Data for review: Begin

//! Renderer Actor: output reconfiguration.
//!
//! The actor thread owns the output surface and the emulated-display
//! surface. Every change to either goes through its inbox, so the
//! compositor never holds a reference to a freed surface.
//!
//! ```text
//!  resize_video()                      renderer thread
//!  ──────────────                      ───────────────
//!  core: CloseAllDisplays ◀─▶ ack
//!  rescale console offset
//!  backend: open output + display
//!  SwapOutput  ─────────────────────▶  detach output, free old, attach new
//!              ◀─────────────── ack
//!  SwapDisplay ─────────────────────▶  remove inputs, free old, add new
//!              ◀─────────────── ack
//!  core: AddDisplay(sink)
//! ```
//!
//! Audio changes are a full teardown: the core closes every receiver
//! before a new one is opened.

use std::sync::{Arc, Mutex, MutexGuard, PoisonError};
use std::thread::{self, JoinHandle};

use crossbeam_channel::{bounded, Receiver, Sender};
use tracing::{debug, error, info, warn};

use super::context::Context;
use super::messages::RendererCommand;
use super::supervisor::EventLoop;
use crate::audio::AudioConfig;
use crate::config::FrontendConfig;
use crate::error::FrontendError;
use crate::video::{
    rescale_console_offset, Compositor, DisplayMode, DisplaySink, ScaleTier, Surface, VideoBackend,
};

/// Settings guarded by the reconfiguration lock.
#[derive(Debug, Clone, Copy)]
struct RenderSettings {
    mode: DisplayMode,
    console_y: i32,
    audio: AudioConfig,
}

/// Handle to the renderer actor.
///
/// Reconfiguration calls are serialised: a second `resize_video` waits
/// until the first has installed both surfaces.
#[derive(Debug, Clone)]
pub struct Renderer {
    ctx: Context,
    settings: Arc<Mutex<RenderSettings>>,
    commands: Sender<RendererCommand>,
}

impl Renderer {
    const NAME: &'static str = "renderer";

    /// Open the initial surfaces, spawn the actor and install them.
    ///
    /// # Errors
    ///
    /// A video backend failure is fatal: it is logged, the global exit is
    /// requested and [`FrontendError::Video`] is returned.
    pub fn spawn(ctx: &Context, config: &FrontendConfig) -> Result<(Self, JoinHandle<()>), FrontendError> {
        let mode = config.display_mode();
        let (output, display, sink) = Self::open_surfaces(ctx, mode)?;

        let (commands, inbox) = bounded(1);
        let event_loop = EventLoop::register(Self::NAME, &ctx.coordinator);
        let surfaces = Surfaces {
            output: None,
            display: None,
            compositor: Arc::clone(&ctx.compositor),
            video: Arc::clone(&ctx.video),
        };
        let handle = thread::Builder::new()
            .name("speccy-renderer".to_string())
            .spawn(move || surfaces.run_loop(event_loop, &inbox))?;

        let renderer = Self {
            ctx: ctx.clone(),
            settings: Arc::new(Mutex::new(RenderSettings {
                mode,
                console_y: 0,
                audio: config.audio,
            })),
            commands,
        };
        renderer.install(output, display, sink)?;

        let (width, height) = mode.dimensions();
        info!(width, height, fullscreen = mode.fullscreen, "video surface resolution");
        Ok((renderer, handle))
    }

    fn lock(&self) -> MutexGuard<'_, RenderSettings> {
        self.settings.lock().unwrap_or_else(PoisonError::into_inner)
    }

    /// Current display mode.
    pub fn mode(&self) -> DisplayMode {
        self.lock().mode
    }

    /// Output width in pixels.
    pub fn width(&self) -> u32 {
        self.mode().dimensions().0
    }

    /// Output height in pixels.
    pub fn height(&self) -> u32 {
        self.mode().dimensions().1
    }

    /// Vertical offset of the console overlay.
    pub fn console_y(&self) -> i32 {
        self.lock().console_y
    }

    /// Move the console overlay.
    pub fn set_console_y(&self, y: i32) {
        self.lock().console_y = y;
    }

    /// Current audio settings.
    pub fn audio(&self) -> AudioConfig {
        self.lock().audio
    }

    /// Toggle painted-region highlighting.
    pub fn show_painted_regions(&self, enable: bool) {
        self.ctx.compositor.show_painted_regions(enable);
    }

    /// Switch to a new display mode.
    ///
    /// Returns once the core draws into the new display surface.
    ///
    /// # Errors
    ///
    /// [`FrontendError::Video`] if the backend cannot open the new
    /// surfaces (the global exit has then been requested), or
    /// [`FrontendError::Disconnected`] if the core or the actor is gone.
    pub fn resize_video(&self, scale: ScaleTier, fullscreen: bool) -> Result<(), FrontendError> {
        let mut settings = self.lock();
        let mode = DisplayMode::new(scale, fullscreen);
        debug!(?mode, "resize video");

        self.ctx.core.close_all_displays()?;

        let (output, display, sink) = Self::open_surfaces(&self.ctx, mode)?;

        let tier = mode.effective_scale();
        if tier != settings.mode.effective_scale() {
            let (_, old_height) = settings.mode.dimensions();
            settings.console_y = rescale_console_offset(settings.console_y, old_height, tier);
        }
        settings.mode = mode;

        self.install(output, display, sink)
    }

    /// Turn audio on or off. Always rebuilds the receiver.
    ///
    /// # Errors
    ///
    /// [`FrontendError::Disconnected`] if the core is gone.
    pub fn enable_audio(&self, enable: bool) -> Result<(), FrontendError> {
        let mut settings = self.lock();
        let audio = AudioConfig {
            enabled: enable,
            ..settings.audio
        };
        self.apply_audio(&mut settings, audio)
    }

    /// Change the playback frequency. No-op if unchanged.
    ///
    /// # Errors
    ///
    /// [`FrontendError::Disconnected`] if the core is gone.
    pub fn set_audio_freq(&self, frequency: u32) -> Result<(), FrontendError> {
        let mut settings = self.lock();
        if settings.audio.frequency == frequency {
            return Ok(());
        }
        let audio = AudioConfig {
            frequency,
            ..settings.audio
        };
        self.apply_audio(&mut settings, audio)
    }

    /// Change the resampling quality. No-op if unchanged.
    ///
    /// # Errors
    ///
    /// [`FrontendError::Disconnected`] if the core is gone.
    pub fn set_audio_quality(&self, high_quality: bool) -> Result<(), FrontendError> {
        let mut settings = self.lock();
        if settings.audio.high_quality == high_quality {
            return Ok(());
        }
        let audio = AudioConfig {
            high_quality,
            ..settings.audio
        };
        self.apply_audio(&mut settings, audio)
    }

    /// Replace every audio setting at once.
    ///
    /// # Errors
    ///
    /// [`FrontendError::Disconnected`] if the core is gone.
    pub fn set_audio_parameters(&self, audio: AudioConfig) -> Result<(), FrontendError> {
        let mut settings = self.lock();
        self.apply_audio(&mut settings, audio)
    }

    fn apply_audio(&self, settings: &mut RenderSettings, audio: AudioConfig) -> Result<(), FrontendError> {
        settings.audio = audio;
        self.ctx.core.close_all_audio_receivers()?;
        if !audio.enabled {
            debug!("audio disabled");
            return Ok(());
        }

        match self.ctx.audio.open(audio.frequency, audio.high_quality) {
            Ok(receiver) => {
                debug!(frequency = audio.frequency, high_quality = audio.high_quality, "audio receiver opened");
                self.ctx.core.add_audio_receiver(receiver)
            }
            Err(e) => {
                warn!(error = %e, "audio left disabled");
                settings.audio.enabled = false;
                Ok(())
            }
        }
    }

    fn open_surfaces(ctx: &Context, mode: DisplayMode) -> Result<(Surface, Surface, DisplaySink), FrontendError> {
        let opened = ctx.video.open_output(mode).and_then(|output| {
            match ctx.video.open_display(mode) {
                Ok((display, sink)) => Ok((output, display, sink)),
                Err(e) => {
                    ctx.video.release(output);
                    Err(e)
                }
            }
        });

        opened.map_err(|e| {
            error!(error = %e, "cannot open video surfaces");
            ctx.coordinator.request_exit();
            FrontendError::Video(e)
        })
    }

    /// Hand both surfaces to the actor, output first, then start the core
    /// drawing into the new display.
    fn install(&self, output: Surface, display: Surface, sink: DisplaySink) -> Result<(), FrontendError> {
        self.swap(|done| RendererCommand::SwapOutput { surface: output, done })?;
        self.swap(|done| RendererCommand::SwapDisplay { surface: display, done })?;
        self.ctx.core.add_display(sink)
    }

    fn swap(&self, build: impl FnOnce(Sender<()>) -> RendererCommand) -> Result<(), FrontendError> {
        let (done, ack) = bounded(1);
        self.commands
            .send(build(done))
            .map_err(|_| FrontendError::Disconnected(Self::NAME))?;
        ack.recv().map_err(|_| FrontendError::Disconnected(Self::NAME))
    }
}

/// The actor-side state: the installed surfaces.
///
/// Surfaces still held at exit are reclaimed by the backend's shutdown.
struct Surfaces {
    output: Option<Surface>,
    display: Option<Surface>,
    compositor: Arc<dyn Compositor>,
    video: Arc<dyn VideoBackend>,
}

impl Surfaces {
    fn run_loop(mut self, mut event_loop: EventLoop, inbox: &Receiver<RendererCommand>) {
        while let Some(command) = event_loop.recv(inbox) {
            match command {
                RendererCommand::SwapOutput { surface, done } => {
                    self.swap_output(surface);
                    let _ = done.send(());
                }
                RendererCommand::SwapDisplay { surface, done } => {
                    self.swap_display(surface);
                    let _ = done.send(());
                }
            }
        }
    }

    fn swap_output(&mut self, surface: Surface) {
        self.compositor.replace_output_surface(None);
        if let Some(old) = self.output.take() {
            self.video.release(old);
        }
        self.compositor.replace_output_surface(Some(&surface));
        self.output = Some(surface);
    }

    fn swap_display(&mut self, surface: Surface) {
        self.compositor.remove_all_input_surfaces();
        if let Some(old) = self.display.take() {
            self.video.release(old);
        }
        self.compositor.add_input_surface(&surface, 0, 0);
        self.display = Some(surface);
    }
}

Data for review: End

== Exercise aim ==
Within the records, tally every line that contains the word "global". Only the resulting number should be given.

== Result for this exercise ==
2